Methodology. An analysis has been performed to understand the details of the mechanism and provide a solid foundation to a possible experimental demonstration. The alpha channelling dynamics has been separately described in two domains in phase space[2,3]: a domain in which the IBW quasi-linear diffusion dominates and the effect of the Alfvén wave can be neglected and the complement to such a domain in which the Alfvén wave dominates. The explicit form of the alpha particle distribution function has been obtained in the IBW dominated region. This region corresponds to a vertical strip in the (R, Z) plane, located between the IBW mode conversion radius R=RMC and the absorption radius R=Rabs. The plasma edge behaves as an absorbing boundary for particles with E, µ and Pφ values such that they intersect the surface ψ=ψwall, with ψ the poloidal flux. The solution has been obtained via a multiple time scale analysis. The effect of the low frequency wave is described through an imposed outward radial flux Q at the boundary in velocity space µ=µmin with wave-particle interaction occurring for µ≥µmin.
Results. It has been shown that the outward flux is the most effective control parameter of alpha channelling [2]. By varying Q between zero and the maximum flux associated with the alpha particle production, it is possible to obtain an amount of alpha channelling between 20% and the theoretical maximum of 66%. More important, the maximum alpha channelling is obtained at values of the IBW toroidal mode number that are consistent with what is achievable in experiments (nφ≤30). The problem of "hard landing" (alpha particle ejection at the plasma boundary before all the energy is released) has been also considered showing that the direct losses (i.e. those due to IBW-induced diffusion from the centre to the plasma boundary) can be reduced to arbitrarily small values by lowering the toroidal wave number.
The theoretical results have been benchmarked with the Monte Carlo simulation using the ORBIT code [4]. The simulation has been carried out so far without the effect of Alfvénic instabilities and shows a cooling of the alpha particle population and negligible fast particle losses (although at energies higher than the birth energy), in line with the theoretical results. However, the cooled down distribution tends to accumulate in the plasma core and so far an Alfvén mode spectrum capable of extracting the alpha particles has not been found.

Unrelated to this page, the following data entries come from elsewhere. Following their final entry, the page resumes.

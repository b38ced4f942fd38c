use super::ValueError;

/// The wire format of a single value.
///
/// This is metadata sent alongside a value, it must always agree
/// with the variant of the [`RawValue`] it describes.
#[derive(Debug, Clone, Copy, PartialEq, Eq, Hash)]
#[repr(i16)]
pub enum Format {
    Textual = 0,
    Binary = 1,
}

impl Format {
    /// The format code used on the wire.
    pub fn code(self) -> i16 {
        self as i16
    }
}

/// A single value as it travels over the wire, before type decoding.
///
/// Neither variant carries any information about the type of the
/// value, the reader must know what to expect from context.
#[derive(Debug, Clone, PartialEq, Eq, Hash)]
pub enum RawValue {
    Textual(String),
    Binary(Vec<u8>),
}

impl RawValue {
    /// Builds a textual raw value.
    pub fn text<S: Into<String>>(text: S) -> Self {
        RawValue::Textual(text.into())
    }

    /// Builds a binary raw value.
    pub fn binary<B: Into<Vec<u8>>>(bytes: B) -> Self {
        RawValue::Binary(bytes.into())
    }

    /// Builds a raw value from a wire payload and its format tag.
    ///
    /// Textual payloads must be valid UTF-8.
    pub fn from_wire(bytes: Vec<u8>, format: Format) -> Result<Self, ValueError> {
        match format {
            Format::Binary => Ok(RawValue::Binary(bytes)),
            Format::Textual => String::from_utf8(bytes)
                .map(RawValue::Textual)
                .map_err(|_| ValueError::InvalidUtf8),
        }
    }

    pub fn format(&self) -> Format {
        match self {
            RawValue::Textual(_) => Format::Textual,
            RawValue::Binary(_) => Format::Binary,
        }
    }

    /// The length of the payload in bytes.
    pub fn len(&self) -> usize {
        self.as_bytes().len()
    }

    pub fn is_empty(&self) -> bool {
        self.len() == 0
    }

    pub fn as_bytes(&self) -> &[u8] {
        match self {
            RawValue::Textual(text) => text.as_bytes(),
            RawValue::Binary(bytes) => bytes,
        }
    }

    /// The text of a textual value, or `None` for a binary one.
    pub fn as_text(&self) -> Option<&str> {
        match self {
            RawValue::Textual(text) => Some(text),
            RawValue::Binary(_) => None,
        }
    }

    pub fn into_bytes(self) -> Vec<u8> {
        match self {
            RawValue::Textual(text) => text.into_bytes(),
            RawValue::Binary(bytes) => bytes,
        }
    }
}

impl From<String> for RawValue {
    fn from(text: String) -> Self {
        RawValue::Textual(text)
    }
}

impl From<&str> for RawValue {
    fn from(text: &str) -> Self {
        RawValue::Textual(text.into())
    }
}
//! Traits to load result rows.
//!
//! A row type either reads its columns in order, with
//! [`FromColumnsIndexed`], or by name, with [`FromColumnsNamed`].
//! Either way, nested row types read from a child view of the
//! same row: offset by a number of columns, or by a name prefix.

use crate::client::{Client, FromColumnIndexed, FromColumnNamed};
use crate::error::Error;

/// A type that can be produced from a database's result row.
///
/// Tuples of column types implement this trait, reading their
/// fields in column order.  Other types usually delegate to
/// [`FromColumnsIndexed`] or [`FromColumnsNamed`]:
///
/// ```
/// use sqlvalue::client::{Client, FromColumnNamed};
/// use sqlvalue::row::{ColumnsNamed, FromColumnsNamed, FromRow};
/// use sqlvalue::Error;
///
/// struct Customer {
///     id: i32,
///     name: String,
/// }
///
/// impl<C: Client> FromColumnsNamed<C> for Customer
/// where
///     i32: FromColumnNamed<C>,
///     String: FromColumnNamed<C>,
/// {
///     fn from_columns(columns: ColumnsNamed<'_, '_, C>) -> Result<Self, Error<C::Error>> {
///         Ok(Customer {
///             id: columns.get("id")?,
///             name: columns.get("name")?,
///         })
///     }
/// }
///
/// impl<C: Client> FromRow<C> for Customer
/// where
///     Customer: FromColumnsNamed<C>,
/// {
///     fn from_row(row: &C::Row<'_>) -> Result<Self, Error<C::Error>> {
///         FromColumnsNamed::from_columns(ColumnsNamed::new(row))
///     }
/// }
/// ```
pub trait FromRow<C: Client>: Sized {
    fn from_row(row: &C::Row<'_>) -> Result<Self, Error<C::Error>>;

    fn from_rows(rows: &[C::Row<'_>]) -> Result<Vec<Self>, Error<C::Error>> {
        rows.iter().map(|row| FromRow::from_row(row)).collect()
    }
}

/// A view of a row's columns by position, starting at some offset.
pub struct ColumnsIndexed<'a, 'r, C: Client> {
    row: &'a C::Row<'r>,
    offset: usize,
}

impl<'a, 'r, C: Client> ColumnsIndexed<'a, 'r, C> {
    pub fn new(row: &'a C::Row<'r>) -> Self {
        ColumnsIndexed { row, offset: 0 }
    }

    pub fn get<T>(&self, index: usize) -> Result<T, Error<C::Error>>
    where
        T: FromColumnIndexed<C>,
    {
        FromColumnIndexed::from_column(self.row, self.offset + index)
    }

    /// A view starting `offset` columns further along.
    pub fn child(&self, offset: usize) -> Self {
        ColumnsIndexed {
            row: self.row,
            offset: self.offset + offset,
        }
    }
}

/// A view of a row's columns by name, with some prefix.
pub struct ColumnsNamed<'a, 'r, C: Client> {
    row: &'a C::Row<'r>,
    prefix: String,
}

impl<'a, 'r, C: Client> ColumnsNamed<'a, 'r, C> {
    pub fn new(row: &'a C::Row<'r>) -> Self {
        ColumnsNamed {
            row,
            prefix: String::new(),
        }
    }

    pub fn get<T>(&self, name: &str) -> Result<T, Error<C::Error>>
    where
        T: FromColumnNamed<C>,
    {
        let mut column = self.prefix.clone();
        column.push_str(name);
        FromColumnNamed::from_column(self.row, &column)
    }

    /// A view of the columns whose names continue with `prefix`.
    pub fn child(&self, prefix: &str) -> Self {
        let mut nested = self.prefix.clone();
        nested.push_str(prefix);
        ColumnsNamed {
            row: self.row,
            prefix: nested,
        }
    }
}

/// A type that can be produced from a run of columns, by position.
pub trait FromColumnsIndexed<C: Client>: Sized {
    /// How many columns this type reads.
    const NUM_COLUMNS: usize;

    fn from_columns(columns: ColumnsIndexed<'_, '_, C>) -> Result<Self, Error<C::Error>>;
}

/// A type that can be produced from columns, by name.
pub trait FromColumnsNamed<C: Client>: Sized {
    fn from_columns(columns: ColumnsNamed<'_, '_, C>) -> Result<Self, Error<C::Error>>;
}

macro_rules! impl_tuple_from_columns {
    (
        $count:literal;
        $(
            $name:ident $index:tt
        ),*
        $(,)?
    ) => {
        impl<
            C,
            $(
                $name,
            )*
        > FromColumnsIndexed<C> for ($($name,)*)
        where
            C: Client,
            $(
                $name: FromColumnIndexed<C>,
            )*
        {
            const NUM_COLUMNS: usize = $count;

            #[allow(unused_variables)]
            fn from_columns(columns: ColumnsIndexed<'_, '_, C>) -> Result<Self, Error<C::Error>> {
                Ok(($(columns.get::<$name>($index)?,)*))
            }
        }

        impl<
            C,
            $(
                $name,
            )*
        > FromRow<C> for ($($name,)*)
        where
            C: Client,
            ($($name,)*): FromColumnsIndexed<C>,
        {
            fn from_row(row: &C::Row<'_>) -> Result<Self, Error<C::Error>> {
                FromColumnsIndexed::from_columns(ColumnsIndexed::new(row))
            }
        }
    };
}

impl_tuple_from_columns!(0;);
impl_tuple_from_columns!(1; T0 0);
impl_tuple_from_columns!(2; T0 0, T1 1);
impl_tuple_from_columns!(3; T0 0, T1 1, T2 2);
impl_tuple_from_columns!(4; T0 0, T1 1, T2 2, T3 3);
impl_tuple_from_columns!(5; T0 0, T1 1, T2 2, T3 3, T4 4);
impl_tuple_from_columns!(6; T0 0, T1 1, T2 2, T3 3, T4 4, T5 5);
impl_tuple_from_columns!(7; T0 0, T1 1, T2 2, T3 3, T4 4, T5 5, T6 6);
impl_tuple_from_columns!(8; T0 0, T1 1, T2 2, T3 3, T4 4, T5 5, T6 6, T7 7);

The theoretical distribution function has been used as input both to the XHMGC and HYMAGYC codes [5] to determine self-consistently the amount of radial flux due to the Alfvénic instabilities generated by the alpha particle distribution function (as modified by the IBW). It has been found that this distribution function is unstable with respect to Alfvén, much more than the unperturbed slowing down distribution. Fluxes have been computed after Alfvén mode saturation. Three different quantities are relevant for the model: the flux at the µ=µmin surface, the flux at the mode conversion surface, ψ=ψmc , and the flux at ψ=ψwall. The latter quantity comes out to be almost negligible in all the simulations performed. The other two quantities, whose difference should be compared with the expected value of Q, are of the same order of magnitude and, separately, much larger than that value. Moreover, the results strongly depend on the toroidal and poloidal numbers retained, for the Alfvénic modes, in the simulations, as well as on the equilibrium parameters. These preliminary findings may suggest that the effect of the Alfvénic modes may lead to a bursting behaviour rather than to a steady state flux. An estimate of the linear growth rate of the Alfvénic modes with the modified alpha particle distribution function has been made using perturbation theory. There are two competing effects. On one hand the alpha particles are flushed out by the IBW induced diffusion and this reduces their driving effect. On the other hand a gradient in the alpha particle density is formed at the inner side of the IBW dominated region that tends to drive the mode strongly unstable.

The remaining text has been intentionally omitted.